== WORK TO COMPLETE ==
Begin at the top of the following data. Copy each line exactly until you have copied the line containing "and its characteristics".

== ENTRIES SUPPLIED ==
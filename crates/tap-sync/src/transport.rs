//! Transport boundary
//!
//! The GATT peripheral stack (advertising, connection handling, encryption)
//! lives outside this crate. The engine only needs to publish the service,
//! push single-byte values, and be told about inbound writes and
//! subscription changes.
//!
//! Outbound pushes go through the [`Transport`] trait. Inbound traffic flows
//! the other way as [`TransportEvent`]s handed to a [`TransportSink`], which
//! forwards them to the sync actor.

use tap_protocol::{Channel, ServiceDefinition, WireId};
use tokio::sync::mpsc;
use tokio::sync::mpsc::error::TrySendError;

use crate::actor::SyncCommand;
use crate::error::{SyncError, TransportError};
use crate::state::LinkId;

/// Outbound half of a GATT peripheral
pub trait Transport: Send + Sync + 'static {
    /// Publish the service and its characteristics
    fn register_service(&self, service: &ServiceDefinition) -> Result<(), TransportError>;

    /// Queue a notification for `channel`
    ///
    /// With `target = None` the value goes to every subscribed link. A
    /// failure means the value was not queued; callers may retry.
    fn push(&self, channel: Channel, value: u8, target: Option<LinkId>)
        -> Result<(), TransportError>;
}

/// Something that happened on the transport
#[derive(Debug, Clone, PartialEq, Eq)]
pub enum TransportEvent {
    /// A central wrote a characteristic
    Write {
        /// Writer
        link: LinkId,
        /// Characteristic written
        wire_id: WireId,
        /// Raw payload
        payload: Vec<u8>,
    },

    /// A central subscribed to notifications
    Subscribed {
        /// Subscriber
        link: LinkId,
    },

    /// A central unsubscribed or dropped
    Unsubscribed {
        /// Former subscriber
        link: LinkId,
    },
}

impl TransportEvent {
    /// Link this event concerns
    pub fn link(&self) -> LinkId {
        match self {
            TransportEvent::Write { link, .. }
            | TransportEvent::Subscribed { link }
            | TransportEvent::Unsubscribed { link } => *link,
        }
    }
}

/// Handle a transport uses to deliver inbound events to the engine
///
/// Writes are acknowledged by the transport itself; delivering them here
/// never blocks the transport callback beyond channel back-pressure.
#[derive(Debug, Clone)]
pub struct TransportSink {
    tx: mpsc::Sender<SyncCommand>,
}

impl TransportSink {
    pub(crate) fn new(tx: mpsc::Sender<SyncCommand>) -> Self {
        Self { tx }
    }

    /// Deliver an event, waiting for queue space
    pub async fn deliver(&self, event: TransportEvent) -> Result<(), SyncError> {
        self.tx
            .send(SyncCommand::Transport(event))
            .await
            .map_err(|_| SyncError::ActorClosed)
    }

    /// Deliver an event from a synchronous callback
    ///
    /// When the queue is full the event comes back in [`SyncError::Busy`] so
    /// the caller can deliver it later.
    pub fn try_deliver(&self, event: TransportEvent) -> Result<(), SyncError> {
        self.tx
            .try_send(SyncCommand::Transport(event))
            .map_err(|e| match e {
                TrySendError::Full(SyncCommand::Transport(event)) => SyncError::Busy(event),
                TrySendError::Full(_) | TrySendError::Closed(_) => SyncError::ActorClosed,
            })
    }

    /// A central wrote `payload` to `wire_id`
    pub async fn on_write(
        &self,
        link: LinkId,
        wire_id: WireId,
        payload: Vec<u8>,
    ) -> Result<(), SyncError> {
        self.deliver(TransportEvent::Write {
            link,
            wire_id,
            payload,
        })
        .await
    }

    /// A central subscribed
    pub async fn on_subscribe(&self, link: LinkId) -> Result<(), SyncError> {
        self.deliver(TransportEvent::Subscribed { link }).await
    }

    /// A central unsubscribed
    pub async fn on_unsubscribe(&self, link: LinkId) -> Result<(), SyncError> {
        self.deliver(TransportEvent::Unsubscribed { link }).await
    }
}

#[cfg(test)]
mod tests {
    use super::*;

    #[test]
    fn test_try_deliver_full_queue_returns_event() {
        let (tx, mut rx) = mpsc::channel(1);
        let sink = TransportSink::new(tx);

        sink.try_deliver(TransportEvent::Subscribed { link: LinkId(1) }).unwrap();
        let result = sink.try_deliver(TransportEvent::Subscribed { link: LinkId(2) });
        match result {
            Err(SyncError::Busy(event)) => {
                assert_eq!(event, TransportEvent::Subscribed { link: LinkId(2) })
            }
            other => panic!("expected Busy, got {:?}", other),
        }

        // Space again once the actor drains the queue
        assert!(matches!(rx.try_recv(), Ok(SyncCommand::Transport(_))));
        sink.try_deliver(TransportEvent::Subscribed { link: LinkId(2) }).unwrap();
    }

    #[test]
    fn test_try_deliver_closed_queue_reports_actor_closed() {
        let (tx, rx) = mpsc::channel(4);
        let sink = TransportSink::new(tx);
        drop(rx);

        let result = sink.try_deliver(TransportEvent::Unsubscribed { link: LinkId(1) });
        assert!(matches!(result, Err(SyncError::ActorClosed)));
    }
}
//! crates/logging/src/tracing_bridge.rs
//! Bridge from the tracing crate into a [`Logger`].
//!
//! [`LoggerLayer`] is a tracing-subscriber layer that turns every tracing
//! event into a line of the target logger, so libraries instrumented with
//! `tracing` share the sinks, formatter and level registry of the host.
//!
//! # Usage
//!
//! ```rust,ignore
//! use logging::init_tracing;
//!
//! init_tracing();
//! tracing::warn!(peer = %addr, "handshake timed out");
//! ```

use std::fmt::{self, Write as _};

use tracing::Subscriber;
use tracing::field::{Field, Visit};
use tracing_subscriber::layer::{Context, Layer};
use tracing_subscriber::registry::LookupSpan;

use crate::{Callsite, Level, Logger, Record};

/// A tracing layer forwarding events to a [`Logger`].
///
/// The event target becomes the callsite function and the event's file and
/// line become the callsite location, so patterns registered on the logger
/// filter tracing events by source file exactly like native lines. Fields
/// other than `message` are appended as `key=value`.
#[derive(Clone, Copy, Debug)]
pub struct LoggerLayer {
    logger: &'static Logger,
}

impl LoggerLayer {
    /// Creates a layer writing to `logger`.
    #[must_use]
    pub const fn new(logger: &'static Logger) -> Self {
        Self { logger }
    }

    /// Map a tracing level to a logger level.
    #[must_use]
    pub fn level(level: &tracing::Level) -> Level {
        match *level {
            tracing::Level::ERROR => Level::Error,
            tracing::Level::WARN => Level::Warning,
            tracing::Level::INFO => Level::Info,
            tracing::Level::DEBUG => Level::Debug,
            _ => Level::Trace,
        }
    }
}

impl Default for LoggerLayer {
    fn default() -> Self {
        Self::new(Logger::global())
    }
}

impl<S> Layer<S> for LoggerLayer
where
    S: Subscriber + for<'a> LookupSpan<'a>,
{
    fn on_event(&self, event: &tracing::Event<'_>, _ctx: Context<'_, S>) {
        let metadata = event.metadata();
        let level = Self::level(metadata.level());
        let file = metadata.file();

        if !self.logger.shown(level, file.unwrap_or("")) {
            return;
        }

        let mut visitor = MessageVisitor::default();
        event.record(&mut visitor);

        let callsite = Callsite {
            file,
            line: metadata.line().unwrap_or(0),
            function: Some(metadata.target()),
            condition: None,
        };
        self.logger
            .log_line(&Record::new(level, callsite), &visitor.finish());
    }
}

/// Visitor collecting the message and the remaining fields of an event.
#[derive(Default)]
struct MessageVisitor {
    message: String,
    fields: String,
}

impl MessageVisitor {
    fn finish(self) -> String {
        match (self.message.is_empty(), self.fields.is_empty()) {
            (_, true) => self.message,
            (true, false) => self.fields,
            (false, false) => format!("{} {}", self.message, self.fields),
        }
    }

    fn push_field(&mut self, field: &Field, value: fmt::Arguments<'_>) {
        if !self.fields.is_empty() {
            self.fields.push(' ');
        }
        let _ = write!(self.fields, "{}={value}", field.name());
    }
}

impl Visit for MessageVisitor {
    fn record_debug(&mut self, field: &Field, value: &dyn fmt::Debug) {
        if field.name() == "message" {
            let _ = write!(self.message, "{value:?}");
        } else {
            self.push_field(field, format_args!("{value:?}"));
        }
    }

    fn record_str(&mut self, field: &Field, value: &str) {
        if field.name() == "message" {
            self.message.push_str(value);
        } else {
            self.push_field(field, format_args!("{value}"));
        }
    }
}

/// Installs a [`LoggerLayer`] for the global logger as the global tracing
/// subscriber.
///
/// # Panics
///
/// Panics if a global tracing subscriber is already installed.
pub fn init_tracing() {
    use tracing_subscriber::layer::SubscriberExt;
    use tracing_subscriber::util::SubscriberInitExt;

    tracing_subscriber::registry()
        .with(LoggerLayer::default())
        .init();
}

#[cfg(test)]
mod tests {
    use super::*;
    use crate::MemorySink;
    use tracing_subscriber::layer::SubscriberExt;

    fn leaked_logger(level: Level) -> (&'static Logger, MemorySink) {
        let logger: &'static Logger = Box::leak(Box::new(Logger::new()));
        let sink = MemorySink::new();
        logger.add_sink(sink.clone());
        logger.reset_levels(level);
        (logger, sink)
    }

    #[test]
    fn level_mapping() {
        assert_eq!(LoggerLayer::level(&tracing::Level::ERROR), Level::Error);
        assert_eq!(LoggerLayer::level(&tracing::Level::WARN), Level::Warning);
        assert_eq!(LoggerLayer::level(&tracing::Level::INFO), Level::Info);
        assert_eq!(LoggerLayer::level(&tracing::Level::DEBUG), Level::Debug);
        assert_eq!(LoggerLayer::level(&tracing::Level::TRACE), Level::Trace);
    }

    #[test]
    fn events_reach_logger_with_fields() {
        let (logger, sink) = leaked_logger(Level::Info);
        let subscriber = tracing_subscriber::registry().with(LoggerLayer::new(logger));

        tracing::subscriber::with_default(subscriber, || {
            tracing::info!(target: "net::accept", peer = "10.0.0.7", "connection accepted");
            tracing::debug!(target: "net::accept", "hidden");
        });

        let output = sink.contents();
        assert!(output.contains("[NFO]"), "{output}");
        assert!(output.contains("[net::accept] connection accepted peer=10.0.0.7\n"));
        assert!(!output.contains("hidden"));
        assert_eq!(sink.line_count(), 1);
    }

    #[test]
    fn file_patterns_apply_to_events() {
        let (logger, sink) = leaked_logger(Level::Error);
        logger.set_level(Level::Debug, "-;tracing_bridge.rs");
        let subscriber = tracing_subscriber::registry().with(LoggerLayer::new(logger));

        tracing::subscriber::with_default(subscriber, || {
            tracing::debug!(count = 3, "matched");
        });

        assert!(sink.contains("] matched count=3\n"));
    }
}
//! crates/logging-sink/src/stream.rs
//! Sinks backed by [`io::Write`] streams: stderr, stdout and append-only files.

use std::fmt;
use std::fs::{File, OpenOptions};
use std::io::{self, Write};
use std::path::{Path, PathBuf};

use crate::{Sink, SinkError};

/// Sink that writes every line to an [`io::Write`] implementor and flushes it.
///
/// The `name` is only used in error messages so that a failure can be traced
/// back to the destination (`stderr`, `stdout`, or the file path).
///
/// # Examples
///
/// ```
/// use logging_sink::{Sink, StreamSink};
///
/// let mut sink = StreamSink::new(Vec::new(), "buffer");
/// sink.log("ready\n")?;
/// assert_eq!(sink.get_ref(), b"ready\n");
/// # Ok::<(), logging_sink::SinkError>(())
/// ```
pub struct StreamSink<W> {
    writer: W,
    name: String,
}

impl<W> StreamSink<W> {
    /// Wraps `writer`, reporting failures under `name`.
    pub fn new(writer: W, name: impl Into<String>) -> Self {
        Self {
            writer,
            name: name.into(),
        }
    }

    /// Returns the destination name used in error messages.
    #[must_use]
    pub fn name(&self) -> &str {
        &self.name
    }

    /// Borrows the underlying writer.
    #[must_use]
    pub const fn get_ref(&self) -> &W {
        &self.writer
    }

    /// Consumes the sink and returns the wrapped writer.
    #[must_use]
    pub fn into_inner(self) -> W {
        self.writer
    }
}

impl<W> fmt::Debug for StreamSink<W> {
    fn fmt(&self, f: &mut fmt::Formatter<'_>) -> fmt::Result {
        f.debug_struct("StreamSink")
            .field("name", &self.name)
            .finish_non_exhaustive()
    }
}

impl<W> Sink for StreamSink<W>
where
    W: Write + Send,
{
    fn log(&mut self, line: &str) -> Result<(), SinkError> {
        self.writer
            .write_all(line.as_bytes())
            .and_then(|()| self.writer.flush())
            .map_err(|source| SinkError::write(self.name.as_str(), source))
    }
}

/// Sink writing to the process's standard error stream.
///
/// This is the fallback destination the dispatcher installs whenever its sink
/// registry would otherwise be empty.
#[derive(Debug)]
pub struct StdErrSink(StreamSink<io::Stderr>);

impl StdErrSink {
    /// Creates a sink bound to [`io::stderr`].
    #[must_use]
    pub fn new() -> Self {
        Self(StreamSink::new(io::stderr(), "stderr"))
    }
}

impl Default for StdErrSink {
    fn default() -> Self {
        Self::new()
    }
}

impl Sink for StdErrSink {
    fn log(&mut self, line: &str) -> Result<(), SinkError> {
        self.0.log(line)
    }
}

/// Sink writing to the process's standard output stream.
#[derive(Debug)]
pub struct StdOutSink(StreamSink<io::Stdout>);

impl StdOutSink {
    /// Creates a sink bound to [`io::stdout`].
    #[must_use]
    pub fn new() -> Self {
        Self(StreamSink::new(io::stdout(), "stdout"))
    }
}

impl Default for StdOutSink {
    fn default() -> Self {
        Self::new()
    }
}

impl Sink for StdOutSink {
    fn log(&mut self, line: &str) -> Result<(), SinkError> {
        self.0.log(line)
    }
}

/// Sink appending every line to a file.
///
/// The file is created when missing and is never truncated.
#[derive(Debug)]
pub struct FileSink {
    inner: StreamSink<File>,
    path: PathBuf,
}

impl FileSink {
    /// Opens `path` for appending.
    ///
    /// # Errors
    ///
    /// Returns [`SinkError::Open`] naming `path` when the file cannot be
    /// opened, for example because a parent directory does not exist.
    ///
    /// # Examples
    ///
    /// ```
    /// use logging_sink::FileSink;
    ///
    /// let error = FileSink::open("does/not/exist/log.txt").unwrap_err();
    /// assert!(error.to_string().contains("does/not/exist/log.txt"));
    /// ```
    pub fn open(path: impl AsRef<Path>) -> Result<Self, SinkError> {
        let path = path.as_ref();
        let file = OpenOptions::new()
            .create(true)
            .append(true)
            .open(path)
            .map_err(|source| SinkError::open(path, source))?;

        Ok(Self {
            inner: StreamSink::new(file, path.display().to_string()),
            path: path.to_path_buf(),
        })
    }

    /// Returns the path this sink appends to.
    #[must_use]
    pub fn path(&self) -> &Path {
        &self.path
    }
}

impl Sink for FileSink {
    fn log(&mut self, line: &str) -> Result<(), SinkError> {
        self.inner.log(line)
    }
}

== TASK RESULT ==
filename crates/tap-sync/src/transport.rs
//! Transport boundary
//!
//! The GATT peripheral stack (advertising, connection handling, encryption)
//! lives outside this crate. The engine only needs to publish the service,
//! push single-byte values, and be told about inbound writes and
//! subscription changes.
//!
//! Outbound pushes go through the [`Transport`] trait. Inbound traffic flows
//! the other way as [`TransportEvent`]s handed to a [`TransportSink`], which
//! forwards them to the sync actor.

use tap_protocol::{Channel, ServiceDefinition, WireId};
use tokio::sync::mpsc;
use tokio::sync::mpsc::error::TrySendError;

use crate::actor::SyncCommand;
use crate::error::{SyncError, TransportError};
use crate::state::LinkId;

/// Outbound half of a GATT peripheral
pub trait Transport: Send + Sync + 'static {
    /// Publish the service and its characteristics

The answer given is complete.